Anche se il padre di Lenin era un funzionario provinciale e quello di Trotsky un agricoltore, era Trotsky ad abitare in città, al contrario di Lenin, indubbiamente a causa della sua etnia. Ciò può essere subito notato nella differenza di stili, senza che sia necessario qualsiasi altro tentativo per scoprire questa contrapposizione in altri aspetti di queste due gigantesche personalità.
Quando Trotsky fu deportato in Turchia, sul passaporto rilasciato dalle autorità sovietiche era indicata come sua professione quella di scrittore. E in realtà, egli era un grande scrittore, estremamente grande. Se l’annotazione dei burocrati fa sorridere, è perché Trotsky era molto più di uno scrittore. Scriveva con grande facilità e poteva dettare per parecchie ore di seguito senza fermarsi. Ma poi rivedeva il manoscritto e lo correggeva con grande attenzione. Per alcune delle sue grandi opere, come la Storia della Rivoluzione russa, furono preparate due bozze successive prima del testo definitivo, ma nella maggior parte dei casi una soltanto. La sua enorme produzione letteraria – in cui si rinvengono libri, saggi, innumerevoli articoli, lettere, brevi comunicati stampa e note d’ogni sorta – è, inutile sottolinearlo, disomogenea. Alcune parti sono state più elaborate di altre, ma neanche una sola frase dei suoi scritti è trascurata. Basta soffermarsi su cinque righe qualsiasi di quest’enorme produzione letteraria per riconoscere sempre l’inimitabile Trotsky.

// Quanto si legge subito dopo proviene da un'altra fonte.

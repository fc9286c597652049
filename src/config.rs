//! Pipeline configuration module.
//!
//! Handles loading and validating `config.toml`. Every section and key is
//! optional: a user config file overrides only the keys it names.
//!
//! ## Configuration Options
//!
//! ```toml
//! # All options are optional - defaults shown below
//!
//! [resize]
//! max_dimension = 2560      # Longer-edge bound for decoded captures
//! filter = "triangle"       # triangle (bilinear) | catmull-rom | lanczos3
//!
//! [gate]
//! blur_threshold = 40.0     # Reject below this Laplacian variance
//! brightness_threshold = 20.0 # Reject below this mean brightness (0-255)
//!
//! [enhance]
//! enabled = true
//! contrast = 1.08
//! saturation = 1.05
//! brightness = 1.02
//! white_balance = true      # Gray-world correction after the tone pass
//!
//! [output]
//! format = "webp"           # webp | jpeg (webp falls back to jpeg on failure)
//! quality = 85              # Encode quality, standard capture path (1-100)
//! pro_quality = 98          # Encode quality, pro capture path (1-100)
//!
//! [processing]
//! max_processes = 4         # Max parallel workers (omit for auto = CPU cores)
//! ```
//!
//! Unknown keys are rejected to catch typos early.

use crate::imaging::{
    DecodeParams, EncodeParams, Enhancement, OutputFormat, Quality, QualityProfile,
    QualityThresholds, ResampleFilter,
};
use serde::Deserialize;
use std::fs;
use std::io;
use std::path::Path;
use thiserror::Error;

#[derive(Error, Debug)]
pub enum ConfigError {
    #[error("IO error: {0}")]
    Io(#[from] std::io::Error),
    #[error("TOML parse error: {0}")]
    Toml(#[from] toml::de::Error),
    #[error("Config validation error: {0}")]
    Validation(String),
}

/// Pipeline configuration loaded from `config.toml`.
///
/// All fields have defaults matching the driver app. User config files need
/// only specify the values they want to override. Unknown keys are rejected.
#[derive(Debug, Clone, Default, Deserialize)]
#[serde(default, deny_unknown_fields)]
pub struct PipelineConfig {
    /// Decode bounding box.
    pub resize: ResizeConfig,
    /// Accept/reject thresholds.
    pub gate: GateConfig,
    /// Post-processing for accepted captures.
    pub enhance: EnhanceConfig,
    /// Re-encoding format and quality.
    pub output: OutputConfig,
    /// Parallel processing settings.
    pub processing: ProcessingConfig,
}

impl PipelineConfig {
    /// Validate config values are within acceptable ranges.
    pub fn validate(&self) -> Result<(), ConfigError> {
        if self.resize.max_dimension == 0 {
            return Err(ConfigError::Validation(
                "resize.max_dimension must be non-zero".into(),
            ));
        }
        for (name, value) in [
            ("gate.blur_threshold", self.gate.blur_threshold),
            ("gate.brightness_threshold", self.gate.brightness_threshold),
        ] {
            if !value.is_finite() || value < 0.0 {
                return Err(ConfigError::Validation(format!(
                    "{name} must be a non-negative number"
                )));
            }
        }
        for (name, value) in [
            ("enhance.contrast", self.enhance.contrast),
            ("enhance.saturation", self.enhance.saturation),
            ("enhance.brightness", self.enhance.brightness),
        ] {
            if !value.is_finite() || value <= 0.0 {
                return Err(ConfigError::Validation(format!(
                    "{name} must be a positive number"
                )));
            }
        }
        for (name, value) in [
            ("output.quality", self.output.quality),
            ("output.pro_quality", self.output.pro_quality),
        ] {
            if !(1..=100).contains(&value) {
                return Err(ConfigError::Validation(format!("{name} must be 1-100")));
            }
        }
        Ok(())
    }

    pub fn decode_params(&self) -> DecodeParams {
        DecodeParams {
            max_dimension: self.resize.max_dimension,
            filter: self.resize.filter,
        }
    }

    pub fn thresholds(&self) -> QualityThresholds {
        QualityThresholds {
            blur: self.gate.blur_threshold,
            brightness: self.gate.brightness_threshold,
        }
    }

    /// Tone multipliers, or `None` when enhancement is switched off.
    pub fn enhancement(&self) -> Option<Enhancement> {
        self.enhance.enabled.then(|| Enhancement {
            contrast: self.enhance.contrast,
            saturation: self.enhance.saturation,
            brightness: self.enhance.brightness,
        })
    }

    pub fn encode_params(&self, profile: QualityProfile) -> EncodeParams {
        let quality = match profile {
            QualityProfile::Standard => self.output.quality,
            QualityProfile::Pro => self.output.pro_quality,
        };
        EncodeParams {
            format: self.output.format,
            quality: Quality::new(quality),
        }
    }
}

/// Decode bounding settings.
#[derive(Debug, Clone, Deserialize)]
#[serde(default, deny_unknown_fields)]
pub struct ResizeConfig {
    /// Longer-edge bound in pixels. Larger captures are scaled down.
    pub max_dimension: u32,
    /// Resampling kernel for the downscale.
    pub filter: ResampleFilter,
}

impl Default for ResizeConfig {
    fn default() -> Self {
        Self {
            max_dimension: 2560,
            filter: ResampleFilter::default(),
        }
    }
}

/// Quality gate thresholds.
#[derive(Debug, Clone, Deserialize)]
#[serde(default, deny_unknown_fields)]
pub struct GateConfig {
    /// Minimum variance of the Laplacian.
    pub blur_threshold: f64,
    /// Minimum mean brightness (0-255).
    pub brightness_threshold: f64,
}

impl Default for GateConfig {
    fn default() -> Self {
        let t = QualityThresholds::default();
        Self {
            blur_threshold: t.blur,
            brightness_threshold: t.brightness,
        }
    }
}

/// Post-processing settings.
#[derive(Debug, Clone, Deserialize)]
#[serde(default, deny_unknown_fields)]
pub struct EnhanceConfig {
    /// Master switch for the whole post-processing pass.
    pub enabled: bool,
    pub contrast: f32,
    pub saturation: f32,
    pub brightness: f32,
    /// Gray-world white balance after the tone pass.
    pub white_balance: bool,
}

impl Default for EnhanceConfig {
    fn default() -> Self {
        let e = Enhancement::default();
        Self {
            enabled: true,
            contrast: e.contrast,
            saturation: e.saturation,
            brightness: e.brightness,
            white_balance: true,
        }
    }
}

/// Re-encoding settings.
#[derive(Debug, Clone, Deserialize)]
#[serde(default, deny_unknown_fields)]
pub struct OutputConfig {
    /// Preferred output format.
    pub format: OutputFormat,
    /// Encode quality for the standard capture path.
    pub quality: u32,
    /// Encode quality for the pro capture path.
    pub pro_quality: u32,
}

impl Default for OutputConfig {
    fn default() -> Self {
        Self {
            format: OutputFormat::default(),
            quality: 85,
            pro_quality: 98,
        }
    }
}

/// Parallel processing settings.
#[derive(Debug, Clone, Default, Deserialize)]
#[serde(default, deny_unknown_fields)]
pub struct ProcessingConfig {
    /// Maximum number of parallel image processing workers.
    /// When absent or null, defaults to the number of CPU cores.
    /// Values larger than the core count are clamped down.
    pub max_processes: Option<usize>,
}

/// Resolve the effective thread count from config.
///
/// - `None` → use all available cores
/// - `Some(n)` → use `min(n, cores)` (user can constrain down, not up)
pub fn effective_threads(config: &ProcessingConfig) -> usize {
    let cores = std::thread::available_parallelism()
        .map(|n| n.get())
        .unwrap_or(1);
    config
        .max_processes
        .map(|n| n.clamp(1, cores))
        .unwrap_or(cores)
}

/// Load config from the given file.
///
/// Keys the file leaves out keep their stock defaults, unknown keys are
/// rejected, and the result is validated. A missing file yields the stock
/// defaults.
pub fn load_config(path: &Path) -> Result<PipelineConfig, ConfigError> {
    let config = match fs::read_to_string(path) {
        Ok(content) => toml::from_str::<PipelineConfig>(&content)?,
        Err(e) if e.kind() == io::ErrorKind::NotFound => PipelineConfig::default(),
        Err(e) => return Err(e.into()),
    };
    config.validate()?;
    Ok(config)
}

/// Returns a fully-commented stock `config.toml` with all keys and explanations.
///
/// Used by the `gen-config` CLI command.
pub fn stock_config_toml() -> &'static str {
    r##"# Trailer Photo QC Configuration
# ==============================
# All settings are optional. Remove or comment out any you don't need.
# Values shown below are the defaults.
#
# Unknown keys will cause an error.

# ---------------------------------------------------------------------------
# Decode
# ---------------------------------------------------------------------------
[resize]
# Captures whose width or height exceed this are scaled down, keeping aspect.
max_dimension = 2560

# Resampling kernel: "triangle" (bilinear), "catmull-rom", or "lanczos3".
filter = "triangle"

# ---------------------------------------------------------------------------
# Quality gate
# ---------------------------------------------------------------------------
[gate]
# Variance of the Laplacian (red channel). Lower scores are rejected as blurry.
blur_threshold = 40.0

# Mean of per-pixel (R+G+B)/3, 0-255. Lower scores are rejected as too dark.
brightness_threshold = 20.0

# ---------------------------------------------------------------------------
# Post-processing (accepted captures only)
# ---------------------------------------------------------------------------
[enhance]
enabled = true

# Tone multipliers, applied in this order. 1.0 = unchanged.
contrast = 1.08
saturation = 1.05
brightness = 1.02

# Gray-world white balance after the tone pass.
white_balance = true

# ---------------------------------------------------------------------------
# Output
# ---------------------------------------------------------------------------
[output]
# "webp" (falls back to jpeg if it cannot be encoded) or "jpeg".
format = "webp"

# Lossy encode quality for the standard capture path (1-100).
quality = 85

# Lossy encode quality for the pro capture path (1-100).
pro_quality = 98

# ---------------------------------------------------------------------------
# Processing
# ---------------------------------------------------------------------------
[processing]
# Maximum parallel image-processing workers.
# Omit or comment out to auto-detect (= number of CPU cores).
# max_processes = 4
"##
}
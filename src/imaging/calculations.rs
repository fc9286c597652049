//! Pure calculation functions for image dimensions.
//!
//! All functions here are pure and testable without any I/O or images.

/// Calculate the dimensions of a capture bounded by `max_dimension`.
///
/// If either side exceeds the bound, both sides are scaled by
/// `min(max/width, max/height)` and truncated, preserving aspect ratio.
/// Otherwise the dimensions pass through unchanged. Sides never drop below 1px.
///
/// # Examples
/// ```
/// # use trailer_photo_qc::imaging::calculate_bounded_dimensions;
/// // 4000x3000 landscape bounded to 2560 → 2560x1920
/// assert_eq!(calculate_bounded_dimensions((4000, 3000), 2560), (2560, 1920));
///
/// // Already small enough → unchanged
/// assert_eq!(calculate_bounded_dimensions((1920, 1080), 2560), (1920, 1080));
/// ```
pub fn calculate_bounded_dimensions(source: (u32, u32), max_dimension: u32) -> (u32, u32) {
    let (src_w, src_h) = source;

    if src_w <= max_dimension && src_h <= max_dimension {
        return source;
    }

    // The longer side is the limiting one; integer math keeps it exactly at the bound.
    let longer = src_w.max(src_h) as u64;
    let max = max_dimension as u64;
    let w = (src_w as u64 * max / longer).max(1) as u32;
    let h = (src_h as u64 * max / longer).max(1) as u32;
    (w, h)
}
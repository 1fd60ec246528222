#![forbid(unsafe_code)]

pub mod curriculum;
pub mod model;
use std::sync::Arc;

use atlas_core::curriculum;
use storage::repository::Storage;

use crate::error::AppServicesError;
use crate::progress_service::ProgressService;

/// Assembles app-facing services for one session.
///
/// The progress store lives exactly as long as this value; nothing is kept in
/// process-wide state.
#[derive(Clone)]
pub struct AppServices {
    progress: Arc<ProgressService>,
}

impl AppServices {
    /// Build services backed by `SQLite` storage.
    ///
    /// # Errors
    ///
    /// Returns `AppServicesError` if storage initialization or the first-step
    /// bootstrap fails.
    pub async fn new_sqlite(db_url: &str) -> Result<Self, AppServicesError> {
        let storage = Storage::sqlite(db_url).await?;
        Self::from_storage(storage).await
    }

    /// Build services backed by volatile in-memory storage.
    ///
    /// # Errors
    ///
    /// Returns `AppServicesError` if the first-step bootstrap fails.
    pub async fn in_memory() -> Result<Self, AppServicesError> {
        Self::from_storage(Storage::in_memory()).await
    }

    /// Build services over an existing storage aggregate.
    ///
    /// # Errors
    ///
    /// Returns `AppServicesError` if progress cannot be loaded or bootstrapped.
    pub async fn from_storage(storage: Storage) -> Result<Self, AppServicesError> {
        let progress =
            ProgressService::load(curriculum::steps(), Arc::clone(&storage.progress)).await?;
        progress.ensure_first_step_unlocked().await?;
        Ok(Self {
            progress: Arc::new(progress),
        })
    }

    #[must_use]
    pub fn progress(&self) -> Arc<ProgressService> {
        Arc::clone(&self.progress)
    }
}

#[cfg(test)]
mod tests {
    use super::*;
    use atlas_core::model::StepStatus;

    #[tokio::test]
    async fn in_memory_services_start_with_first_step_open() {
        let services = AppServices::in_memory().await.unwrap();
        let progress = services.progress();
        assert_eq!(progress.status(0), Some(StepStatus::Unlocked));
        assert_eq!(progress.step_count(), curriculum::STEP_COUNT);
    }
}
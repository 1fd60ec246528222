use serde::{Deserialize, Serialize};
use std::fmt;
use std::str::FromStr;
use thiserror::Error;

/// Where a learner stands on a single step of the curriculum.
#[derive(Debug, Clone, Copy, PartialEq, Eq, Hash, Serialize, Deserialize)]
#[serde(rename_all = "lowercase")]
pub enum StepStatus {
    /// Not reachable yet; navigation to the step's route is refused.
    Locked,
    /// Reachable but not completed.
    Unlocked,
    /// Completed. Stays reachable.
    Finished,
}

impl StepStatus {
    /// The literal used in the persisted record.
    #[must_use]
    pub fn as_str(&self) -> &'static str {
        match self {
            StepStatus::Locked => "locked",
            StepStatus::Unlocked => "unlocked",
            StepStatus::Finished => "finished",
        }
    }

    /// Whether navigation to a step in this status is allowed.
    #[must_use]
    pub fn is_accessible(&self) -> bool {
        !matches!(self, StepStatus::Locked)
    }
}

impl fmt::Display for StepStatus {
    fn fmt(&self, f: &mut fmt::Formatter<'_>) -> fmt::Result {
        f.pad(self.as_str())
    }
}

#[derive(Debug, Error, Clone, PartialEq, Eq)]
#[error("invalid step status: {0}")]
pub struct StepStatusParseError(pub String);

impl FromStr for StepStatus {
    type Err = StepStatusParseError;

    fn from_str(s: &str) -> Result<Self, Self::Err> {
        match s.trim() {
            "locked" => Ok(StepStatus::Locked),
            "unlocked" => Ok(StepStatus::Unlocked),
            "finished" => Ok(StepStatus::Finished),
            other => Err(StepStatusParseError(other.to_owned())),
        }
    }
}

#[cfg(test)]
mod tests {
    use super::*;

    #[test]
    fn parses_persisted_literals() {
        assert_eq!("locked".parse::<StepStatus>().unwrap(), StepStatus::Locked);
        assert_eq!(
            " unlocked ".parse::<StepStatus>().unwrap(),
            StepStatus::Unlocked
        );
        assert_eq!(
            "finished".parse::<StepStatus>().unwrap(),
            StepStatus::Finished
        );
    }

    #[test]
    fn rejects_unknown_literal() {
        let err = "done".parse::<StepStatus>().unwrap_err();
        assert_eq!(err, StepStatusParseError("done".into()));
    }

    #[test]
    fn serializes_as_lowercase_string() {
        let json = serde_json::to_string(&StepStatus::Unlocked).unwrap();
        assert_eq!(json, "\"unlocked\"");
    }

    #[test]
    fn only_locked_is_inaccessible() {
        assert!(!StepStatus::Locked.is_accessible());
        assert!(StepStatus::Unlocked.is_accessible());
        assert!(StepStatus::Finished.is_accessible());
    }
}
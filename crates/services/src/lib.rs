#![forbid(unsafe_code)]

pub mod app_services;
pub mod error;
pub mod progress_service;

pub use app_services::AppServices;
pub use error::{AppServicesError, ProgressServiceError};
pub use progress_service::ProgressService;
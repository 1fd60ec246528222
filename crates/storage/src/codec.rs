//! JSON encoding of the persisted override sequence.
//!
//! The stored value is an array whose elements are `null` or one of the
//! status literals, e.g. `["finished",null,"unlocked"]`.

use atlas_core::model::{ProgressRecord, StepStatus};
use serde_json::Value;

use crate::repository::StorageError;

fn ser<E: core::fmt::Display>(e: E) -> StorageError {
    StorageError::Serialization(e.to_string())
}

/// Encode a record as its JSON array form.
///
/// # Errors
///
/// Returns `StorageError::Serialization` if encoding fails.
pub fn encode_progress(record: &ProgressRecord) -> Result<String, StorageError> {
    serde_json::to_string(record).map_err(ser)
}

/// Decode persisted slots without enforcing a length.
///
/// Elements that are neither `null` nor a known status literal decode as
/// absent and are logged.
///
/// # Errors
///
/// Returns `StorageError::Serialization` if the value is not a JSON array.
pub fn decode_progress(raw: &str) -> Result<Vec<Option<StepStatus>>, StorageError> {
    let value: Value = serde_json::from_str(raw).map_err(ser)?;
    let Value::Array(items) = value else {
        return Err(StorageError::Serialization(
            "progress record is not an array".into(),
        ));
    };

    let slots = items
        .into_iter()
        .enumerate()
        .map(|(index, item)| match item {
            Value::Null => None,
            Value::String(ref literal) => match literal.parse::<StepStatus>() {
                Ok(status) => Some(status),
                Err(err) => {
                    tracing::warn!(index, %err, "ignoring unknown persisted step status");
                    None
                }
            },
            other => {
                tracing::warn!(index, value = %other, "ignoring non-string persisted step status");
                None
            }
        })
        .collect();
    Ok(slots)
}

Il volume di questi scritti è impressionante, tanto da rappresentare, da solo, la testimonianza d’una assai rara volontà e capacità di lavoro. Le opere complete di Lenin sono state raccolte in trenta volumi, oltre a cinque volumi di corrispondenza e note diverse. Trotsky ha vissuto sette anni più di Lenin, ma i suoi scritti, dai suoi libri più voluminosi fino alle sue brevi note personali, arriverebbero certamente al triplo. Negli undici anni e mezzo della sua terza emigrazione ha accumulato un lavoro tale da riempire onorevolmente un’intera vita. Si può dire che la penna non ha mai abbandonato la sua mano, e che mano è stata!
Vive nei suoi scritti
Trotsky ha messo tutto se stesso nei suoi scritti. Il rapporto personale con l’uomo non modificava l’immagine che emergeva dai suoi testi, anzi l’approfondiva e la rendeva più precisa: passione e ragione, intelligenza e volontà, tutte portate a un grado estremo, ma al contempo fuse tra loro. In ogni azione di Lev Davidovič si poteva percepire che egli metteva tutto se stesso. Ripeteva spesso le parole di Hegel: «In questo mondo nulla di grande è stato fatto senza passione»; e non nutriva altro che disprezzo per i filistei che si opponevano al “fanatismo” dei rivoluzionari. Ma l’intelligenza era sempre presente, in miracolosa armonia con la passione. Inimmaginabile pensare di scoprire in ciò un conflitto: la volontà era indomabile perché lo spirito vedeva molto lontano. Si potrebbe citare ancora una volta Hegel: «Der Wille ist eine besondere Weise des Denkens». La volontà è una funzione specifica del pensiero.